[Your task]
Show the lines below that contain the string "ConversionError".

[Source records]

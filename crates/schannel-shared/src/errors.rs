use thiserror::Error;

#[derive(Debug, thiserror::Error, Clone, PartialEq, Eq)]
pub enum ConversionError {
    #[error("Empty not allowed")]
    Empty,
    #[error("Maximum length exceeded. {max} allowed but found {actual}")]
    MaxExceeded { max: usize, actual: usize },
}

#[derive(Debug, Error, Clone, Copy, PartialEq, Eq)]
#[error("The user has not logged in")]
pub struct NotLoggedInError;

/// Input that can be rejected without contacting the portal
#[derive(Debug, Error, Clone, PartialEq, Eq)]
pub enum ValidationError {
    #[error("Username is required")]
    EmptyUsername,
    #[error("Password is required")]
    EmptyPassword,
    #[error("Invalid username: {0}")]
    InvalidUsername(ConversionError),
}

impl From<ConversionError> for ValidationError {
    fn from(value: ConversionError) -> Self {
        match value {
            ConversionError::Empty => Self::EmptyUsername,
            other => Self::InvalidUsername(other),
        }
    }
}
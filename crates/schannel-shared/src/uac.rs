//! Shared items related to logging in to the portal

mod errors;
mod user;

pub use errors::{AuthError, BusyError, LoginError};
pub use user::Username;
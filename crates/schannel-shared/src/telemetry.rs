use anyhow::Context;
use std::{
    fs::{create_dir_all, File},
    path::{Path, PathBuf},
};
use tracing::subscriber::set_global_default;
use tracing::Subscriber;
use tracing_bunyan_formatter::{BunyanFormattingLayer, JsonStorageLayer};
use tracing_log::LogTracer;
use tracing_subscriber::fmt::MakeWriter;
use tracing_subscriber::{layer::SubscriberExt, EnvFilter, Registry};

/// Compose multiple layers into a `tracing`'s subscriber.
///
/// For details acceptable Filter Directives see <https://docs.rs/tracing-subscriber/0.3.19/tracing_subscriber/filter/struct.EnvFilter.html#directives>
///
/// # Implementation Notes
///
/// We are using `impl Subscriber` as return type to avoid having to spell out
/// the actual type of the returned subscriber, which is indeed quite complex.
pub fn get_subscriber<Sink, S>(
    name: String,
    default_env_filter_directive: S,
    sink: Sink,
) -> impl Subscriber + Sync + Send
where
    Sink: for<'a> MakeWriter<'a> + Send + Sync + 'static,
    S: AsRef<str>,
{
    let env_filter = EnvFilter::try_from_default_env()
        .unwrap_or_else(|_| EnvFilter::new(default_env_filter_directive));
    let formatting_layer = BunyanFormattingLayer::new(name, sink);
    Registry::default()
        .with(env_filter)
        .with(JsonStorageLayer)
        .with(formatting_layer)
}

/// Register a subscriber as global default to process span data.
///
/// It should only be called once!
pub fn init_subscriber(subscriber: impl Subscriber + Sync + Send) -> anyhow::Result<()> {
    LogTracer::init().context("Failed to set logger")?;
    set_global_default(subscriber).context("Failed to set subscriber")?;
    Ok(())
}

fn gen_log_filename(app_name: &str) -> String {
    format!(
        "{}_{app_name}.log",
        chrono::Local::now().format("%Y-%m-%dT%H-%M-%S")
    )
}

/// Returns a handle to the file created and the file path
///
/// The file is created in a `traces` folder inside `base_dir`
pub fn create_trace_file(base_dir: &Path, app_name: &str) -> anyhow::Result<(File, PathBuf)> {
    let log_folder = base_dir.join("traces");
    create_dir_all(&log_folder).context("Failed to create logging folder")?;

    let filename = gen_log_filename(app_name);
    let file_path = log_folder.join(&filename);
    let file = File::create(&file_path)
        .with_context(|| format!("Failed to create log file: {filename:?}"))?;
    Ok((file, file_path))
}
use std::fmt::Display;

use crate::errors::ConversionError;

#[derive(
    Debug, serde::Serialize, serde::Deserialize, Clone, PartialEq, Eq, Hash, PartialOrd, Ord,
)]
#[serde(try_from = "String", into = "String")]
/// The account name used on the portal (usually an email address).
///
/// Constrained to not be an empty string
pub struct Username(String);

impl TryFrom<String> for Username {
    type Error = ConversionError;

    fn try_from(value: String) -> Result<Self, Self::Error> {
        if value.is_empty() {
            return Err(ConversionError::Empty);
        }
        if value.len() > Self::MAX_LENGTH {
            return Err(ConversionError::MaxExceeded {
                max: Self::MAX_LENGTH,
                actual: value.len(),
            });
        }
        Ok(Self(value))
    }
}

impl TryFrom<&str> for Username {
    type Error = ConversionError;

    fn try_from(value: &str) -> Result<Self, Self::Error> {
        value.to_string().try_into()
    }
}

impl Username {
    /// Longest email address allowed by RFC 5321
    pub const MAX_LENGTH: usize = 254;
}

impl From<Username> for String {
    fn from(value: Username) -> Self {
        value.0
    }
}

impl AsRef<str> for Username {
    fn as_ref(&self) -> &str {
        &self.0
    }
}

impl Display for Username {
    fn fmt(&self, f: &mut std::fmt::Formatter<'_>) -> std::fmt::Result {
        write!(f, "{}", self.0)
    }
}
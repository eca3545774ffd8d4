//! Types shared between the session/sync core and whatever front end drives it

#![warn(unused_crate_dependencies)]

pub mod account;
pub mod const_config;
pub mod errors;
mod macros;
pub mod req_args;
pub mod session;
pub mod telemetry;
pub mod uac;
pub mod user_config;

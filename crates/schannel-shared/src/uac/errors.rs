use crate::errors::ValidationError;

/// Why the portal refused (or was unable) to authenticate us
#[derive(thiserror::Error, Debug, Clone, PartialEq, Eq)]
pub enum AuthError {
    #[error("Invalid username or password")]
    InvalidCredentials,
    #[error("Network error: {0}")]
    NetworkError(String),
    #[error("Portal unavailable: {0}")]
    RemoteUnavailable(String),
    #[error("Session expired, please login again")]
    SessionExpired,
}

impl AuthError {
    /// Returns `true` if trying again later may succeed without the user
    /// changing anything
    #[must_use]
    pub fn is_retryable(&self) -> bool {
        matches!(self, Self::NetworkError(_) | Self::RemoteUnavailable(_))
    }

    /// Returns `true` if the auth error is [`InvalidCredentials`].
    ///
    /// [`InvalidCredentials`]: AuthError::InvalidCredentials
    #[must_use]
    pub fn is_invalid_credentials(&self) -> bool {
        matches!(self, Self::InvalidCredentials)
    }
}

/// Another login is already in flight on the same session manager
#[derive(thiserror::Error, Debug, Clone, Copy, PartialEq, Eq)]
#[error("A login attempt is already in progress")]
pub struct BusyError;

#[derive(thiserror::Error, Debug, Clone, PartialEq, Eq)]
pub enum LoginError {
    #[error(transparent)]
    Validation(#[from] ValidationError),
    #[error("Login failed: {0}")]
    Auth(#[from] AuthError),
    #[error(transparent)]
    Busy(#[from] BusyError),
}

impl LoginError {
    /// Returns `true` if the login error is [`Busy`].
    ///
    /// A busy rejection should be treated like an ignored click rather than
    /// shown as a failure
    ///
    /// [`Busy`]: LoginError::Busy
    #[must_use]
    pub fn is_busy(&self) -> bool {
        matches!(self, Self::Busy(..))
    }

    pub fn as_auth_error(&self) -> Option<&AuthError> {
        if let Self::Auth(v) = self {
            Some(v)
        } else {
            None
        }
    }
}
use std::{sync::Arc, time::Duration};

use schannel_core::{FetchCause, FetchTarget, RefreshError, RefreshFailure, Snapshot, SyncEvent};
use schannel_shared::{
    uac::AuthError,
    user_config::UserConfig,
};
use schannel_time::Seconds;
use tokio_util::sync::CancellationToken;

use crate::helpers::{invoices, service, spawn_app, spawn_app_with, spawn_app_with_config, ssr_info};

fn config_selecting(node_id: &str) -> Option<UserConfig> {
    Some(UserConfig::default().with_selected_node(Some(node_id.into())))
}

#[tokio::test]
async fn complete_refresh_produces_fresh_view() {
    // Arrange
    let app = spawn_app().await;
    app.login().await;

    // Act
    let view = app
        .controller
        .refresh(&CancellationToken::new())
        .await
        .unwrap();

    // Assert
    assert!(view.is_complete());
    assert_eq!(view.service.value(), Some(&service()));
    assert_eq!(view.invoices.value(), Some(&invoices()));
    assert_eq!(view.nodes().len(), 3);
    assert!(view.has_unpaid_invoices());
    assert_eq!(app.remote.fetch_calls(), 3);
}

#[tokio::test]
async fn removed_node_falls_back_to_first_and_is_saved_once() {
    // Arrange
    let app = spawn_app_with_config(config_selecting("node-5")).await;
    app.login().await;

    // Act
    let view = app
        .controller
        .refresh(&CancellationToken::new())
        .await
        .unwrap();

    // Assert
    assert_eq!(view.selection.as_ref().map(|id| id.as_str()), Some("node-1"));
    assert_eq!(view.selected_node().unwrap().name, "Relay node-1");
    assert_eq!(app.selected_node().as_deref(), Some("node-1"));
    assert_eq!(app.config_store.saves(), 1);
    let stored = app.config_store.stored().unwrap();
    assert_eq!(stored.selected_node.unwrap().as_str(), "node-1");
    let events = app.take_events();
    assert_eq!(events.len(), 2);
    assert!(matches!(&events[0], SyncEvent::ViewChanged(view) if view.is_complete()));
    assert!(matches!(
        &events[1],
        SyncEvent::ConfigChanged(config) if config.selected_node.as_ref().map(|id| id.as_str()) == Some("node-1")
    ));
}

#[tokio::test]
async fn reconciliation_is_idempotent() {
    // Arrange
    let app = spawn_app_with_config(config_selecting("node-5")).await;
    app.login().await;
    let cancel = CancellationToken::new();
    app.controller.refresh(&cancel).await.unwrap();
    app.take_events();

    // Act
    app.controller.refresh(&cancel).await.unwrap();

    // Assert
    assert_eq!(app.selected_node().as_deref(), Some("node-1"));
    assert_eq!(app.config_store.saves(), 1);
    let events = app.take_events();
    assert_eq!(events.len(), 1);
    assert!(matches!(events[0], SyncEvent::ViewChanged(_)));
}

#[tokio::test]
async fn selection_still_offered_is_kept() {
    // Arrange
    let app = spawn_app_with_config(config_selecting("node-2")).await;
    app.login().await;

    // Act
    let view = app
        .controller
        .refresh(&CancellationToken::new())
        .await
        .unwrap();

    // Assert
    assert_eq!(view.selected_node().unwrap().id.as_str(), "node-2");
    assert_eq!(app.config_store.saves(), 0);
}

#[tokio::test]
async fn empty_node_list_clears_selection() {
    // Arrange
    let app = spawn_app_with_config(config_selecting("node-2")).await;
    app.remote.set_ssr_info(Ok(ssr_info(&[])));
    app.login().await;

    // Act
    let view = app
        .controller
        .refresh(&CancellationToken::new())
        .await
        .unwrap();

    // Assert
    assert!(view.selection.is_none());
    assert!(view.nodes().is_empty());
    assert!(app.selected_node().is_none());
    assert_eq!(app.config_store.saves(), 1);
}

#[tokio::test]
async fn failed_fetch_does_not_stop_the_others() {
    // Arrange
    let app = spawn_app().await;
    app.remote
        .set_invoices(Err(schannel_core::RemoteError::Network("reset".to_string())));
    app.login().await;

    // Act
    let outcome = app.controller.refresh(&CancellationToken::new()).await;

    // Assert
    let RefreshError::Partial(partial) = outcome.unwrap_err() else {
        panic!("expected a partial refresh");
    };
    assert_eq!(partial.failed_targets(), vec![FetchTarget::Invoices]);
    assert!(partial.view.service.is_fresh());
    assert!(partial.view.ssr_info.is_fresh());
    assert!(partial.view.invoices.is_missing());
    assert_eq!(partial.view.selection.as_ref().unwrap().as_str(), "node-1");
    let events = app.take_events();
    assert!(matches!(&events[0], SyncEvent::ViewChanged(view) if !view.is_complete()));
}

#[tokio::test]
async fn failed_fetch_keeps_previous_value_as_stale() {
    // Arrange
    let app = spawn_app().await;
    app.login().await;
    let cancel = CancellationToken::new();
    app.controller.refresh(&cancel).await.unwrap();
    app.remote
        .set_invoices(Err(schannel_core::RemoteError::Unavailable("503".to_string())));

    // Act
    let outcome = app.controller.refresh(&cancel).await;

    // Assert
    let view = outcome.unwrap_err().partial_view().cloned().unwrap();
    assert!(matches!(&view.invoices, Snapshot::Stale(list) if *list == invoices()));
    assert!(view.service.is_fresh());
    assert!(app.controller.current_view().unwrap().invoices.is_stale());
}

#[tokio::test]
async fn failed_service_fetch_uses_cached_service_for_nodes() {
    // Arrange
    let app = spawn_app().await;
    app.login().await;
    let cancel = CancellationToken::new();
    app.controller.refresh(&cancel).await.unwrap();
    app.remote
        .set_service(Err(schannel_core::RemoteError::InvalidResponse("no table".to_string())));

    // Act
    let outcome = app.controller.refresh(&cancel).await;

    // Assert
    let view = outcome.unwrap_err().partial_view().cloned().unwrap();
    assert!(view.service.is_stale());
    assert!(view.ssr_info.is_fresh());
    assert!(view.invoices.is_fresh());
}

#[tokio::test]
async fn failed_service_fetch_without_cache_skips_nodes() {
    // Arrange
    let app = spawn_app().await;
    app.remote
        .set_service(Err(schannel_core::RemoteError::Network("refused".to_string())));
    app.login().await;

    // Act
    let outcome = app.controller.refresh(&CancellationToken::new()).await;

    // Assert
    let RefreshError::Partial(partial) = outcome.unwrap_err() else {
        panic!("expected a partial refresh");
    };
    assert_eq!(
        partial.failed_targets(),
        vec![FetchTarget::Service, FetchTarget::SsrInfo]
    );
    let ssr_error = partial
        .fetch_errors()
        .find(|err| err.target == FetchTarget::SsrInfo)
        .unwrap();
    assert_eq!(ssr_error.cause, FetchCause::ServiceUnavailable);
    assert!(partial.view.ssr_info.is_missing());
    assert!(partial.view.invoices.is_fresh());
    assert_eq!(app.remote.fetch_calls(), 2);
}

#[tokio::test]
async fn supplied_service_is_not_fetched_again() {
    // Arrange
    let app = spawn_app().await;
    let session = app.login().await;

    // Act
    let view = app
        .controller
        .refresh_all(&session, Some(service()), &CancellationToken::new())
        .await
        .unwrap();

    // Assert
    assert!(view.is_complete());
    assert_eq!(app.remote.fetch_calls(), 2);
}

#[tokio::test]
async fn cancelled_refresh_reports_every_fetch_cancelled() {
    // Arrange
    let app = spawn_app().await;
    app.remote.set_fetch_delay(Duration::from_secs(60));
    app.login().await;
    let cancel = CancellationToken::new();
    cancel.cancel();

    // Act
    let outcome = app.controller.refresh(&cancel).await;

    // Assert
    let RefreshError::Partial(partial) = outcome.unwrap_err() else {
        panic!("expected a partial refresh");
    };
    let causes: Vec<_> = partial.fetch_errors().map(|err| err.cause.clone()).collect();
    assert_eq!(
        causes,
        vec![
            FetchCause::Cancelled,
            FetchCause::Cancelled,
            FetchCause::ServiceUnavailable
        ]
    );
    assert!(!partial.view.has_fresh_data());
    assert!(app.take_events().is_empty());
}

#[tokio::test]
async fn slow_fetch_times_out() {
    // Arrange
    let app = spawn_app_with(None, Seconds::new(1)).await;
    app.remote.set_fetch_delay(Duration::from_secs(30));
    app.login().await;

    // Act
    let outcome = app.controller.refresh(&CancellationToken::new()).await;

    // Assert
    let RefreshError::Partial(partial) = outcome.unwrap_err() else {
        panic!("expected a partial refresh");
    };
    assert!(partial
        .fetch_errors()
        .filter(|err| err.target != FetchTarget::SsrInfo)
        .all(|err| err.cause == FetchCause::TimedOut));
}

#[tokio::test]
async fn rejected_session_is_invalidated() {
    // Arrange
    let app = spawn_app().await;
    app.remote
        .set_invoices(Err(schannel_core::RemoteError::Unauthorized));
    app.login().await;

    // Act
    let outcome = app.controller.refresh(&CancellationToken::new()).await;

    // Assert
    assert!(outcome.is_err());
    assert!(!app.controller.sessions().is_logged_in());
    let events = app.take_events();
    assert!(events
        .iter()
        .any(|event| matches!(event, SyncEvent::AuthFailed(AuthError::SessionExpired))));
    let outcome = app.controller.refresh(&CancellationToken::new()).await;
    assert!(matches!(outcome.unwrap_err(), RefreshError::NotLoggedIn(_)));
}

#[tokio::test]
async fn refresh_without_login_is_refused() {
    // Arrange
    let app = spawn_app().await;

    // Act
    let outcome = app.controller.refresh(&CancellationToken::new()).await;

    // Assert
    assert!(matches!(outcome.unwrap_err(), RefreshError::NotLoggedIn(_)));
    assert_eq!(app.remote.fetch_calls(), 0);
}

#[tokio::test]
async fn failed_save_still_updates_selection_in_memory() {
    // Arrange
    let app = spawn_app_with_config(config_selecting("node-5")).await;
    app.config_store.fail_saves(true);
    app.login().await;

    // Act
    let outcome = app.controller.refresh(&CancellationToken::new()).await;

    // Assert
    let RefreshError::Partial(partial) = outcome.unwrap_err() else {
        panic!("expected a partial refresh");
    };
    assert!(partial.failed_targets().is_empty());
    assert!(matches!(partial.failures[0], RefreshFailure::Persist(_)));
    assert_eq!(app.selected_node().as_deref(), Some("node-1"));
    assert_eq!(
        app.config_store.stored().unwrap().selected_node.unwrap().as_str(),
        "node-5"
    );
}

#[tokio::test]
async fn refresh_overtaken_by_logout_is_discarded() {
    // Arrange
    let app = spawn_app_with_config(config_selecting("node-5")).await;
    app.remote.set_fetch_delay(Duration::from_millis(200));
    app.login().await;
    let controller = Arc::clone(&app.controller);
    let refresh =
        tokio::spawn(async move { controller.refresh(&CancellationToken::new()).await });
    app.remote.wait_for_fetch_calls(1).await;

    // Act
    app.controller.logout();
    let outcome = refresh.await.unwrap();

    // Assert
    let view = outcome.expect("every fetch succeeded");
    assert!(view.is_complete());
    assert!(app.controller.current_view().is_none());
    assert_eq!(app.selected_node().as_deref(), Some("node-5"));
    assert_eq!(app.config_store.saves(), 0);
    assert!(app.take_events().is_empty());
}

[Finished exercise]
pub enum ConversionError {
    InvalidUsername(ConversionError),
impl From<ConversionError> for ValidationError {
    fn from(value: ConversionError) -> Self {
            ConversionError::Empty => Self::EmptyUsername,
use crate::errors::ConversionError;
    type Error = ConversionError;
            return Err(ConversionError::Empty);
            return Err(ConversionError::MaxExceeded {
    type Error = ConversionError;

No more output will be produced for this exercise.